- [Work order]
Scan the records for the string "derived", then copy each line that has it.
::: Task input :::
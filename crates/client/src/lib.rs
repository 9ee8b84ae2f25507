//! `tricol-client`
//!
//! **Responsibility:** HTTP side of the Tricol session.
//!
//! This crate provides:
//! - A transport capability and its reqwest implementation
//! - An ordered request/response pipeline with the attach-credential and
//!   handle-fault stages
//! - Session operations (login, register, logout) and navigation guards
//!
//! Token storage and permission derivation live in `tricol-auth`.

pub mod config;
pub mod guard;
pub mod interceptors;
pub mod navigation;
pub mod pipeline;
pub mod session;
pub mod transport;

pub use config::{ClientConfig, ConfigError};
pub use guard::{AuthGuard, PermissionGuard};
pub use interceptors::{AttachCredential, HandleFault, attach_credential, handle_fault};
pub use navigation::{Navigator, RecordingNavigator, Route, TracingNavigator};
pub use pipeline::{Outcome, Pipeline, RequestStage, ResponseStage};
pub use session::SessionState;
pub use transport::{ApiRequest, ApiResponse, ReqwestTransport, Transport, TransportError};
//! Memoized permission set derived from the current access token.

use std::sync::{Arc, Mutex};

use crate::claims::decode_claims;
use crate::permissions::PermissionSet;
use crate::token_store::TokenStore;

#[derive(Debug, Clone, Default)]
enum CacheState {
    #[default]
    Uncomputed,
    /// Computed from a token (or from its absence); may be empty.
    Computed(PermissionSet),
}

/// Permission cache over a [`TokenStore`].
///
/// The set is computed on first query and then returned unchanged until
/// [`PermissionCache::clear_cache`] is called, even if the stored token
/// changes in between. Clones share the same cache.
#[derive(Debug, Clone)]
pub struct PermissionCache {
    tokens: TokenStore,
    state: Arc<Mutex<CacheState>>,
}

impl PermissionCache {
    pub fn new(tokens: TokenStore) -> Self {
        Self {
            tokens,
            state: Arc::new(Mutex::new(CacheState::Uncomputed)),
        }
    }

    /// Permissions of the current user, computed at most once per invalidation.
    ///
    /// No token or an undecodable token yields (and caches) an empty set.
    pub fn user_permissions(&self) -> PermissionSet {
        let mut state = match self.state.lock() {
            Ok(guard) => guard,
            Err(poisoned) => poisoned.into_inner(),
        };

        if let CacheState::Computed(set) = &*state {
            return set.clone();
        }

        let set = self.compute();
        *state = CacheState::Computed(set.clone());
        set
    }

    pub fn has_permission(&self, name: &str) -> bool {
        self.user_permissions().contains(name)
    }

    /// Forget the cached set; the next query recomputes from the current token.
    pub fn clear_cache(&self) {
        match self.state.lock() {
            Ok(mut guard) => *guard = CacheState::Uncomputed,
            Err(poisoned) => *poisoned.into_inner() = CacheState::Uncomputed,
        }
    }

    pub fn is_computed(&self) -> bool {
        self.state
            .lock()
            .map(|s| matches!(*s, CacheState::Computed(_)))
            .unwrap_or(false)
    }

    fn compute(&self) -> PermissionSet {
        let Some(token) = self.tokens.access_token() else {
            return PermissionSet::empty();
        };

        match decode_claims(&token) {
            Ok(claims) => {
                let set = claims.granted_permissions();
                tracing::debug!(permissions = ?set.as_strs(), "derived user permissions");
                set
            }
            Err(err) => {
                tracing::warn!(error = %err, "failed to read permissions from access token");
                PermissionSet::empty()
            }
        }
    }
}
:::
- [Answer to the exercise]
//! Memoized permission set derived from the current access token.
                tracing::debug!(permissions = ?set.as_strs(), "derived user permissions");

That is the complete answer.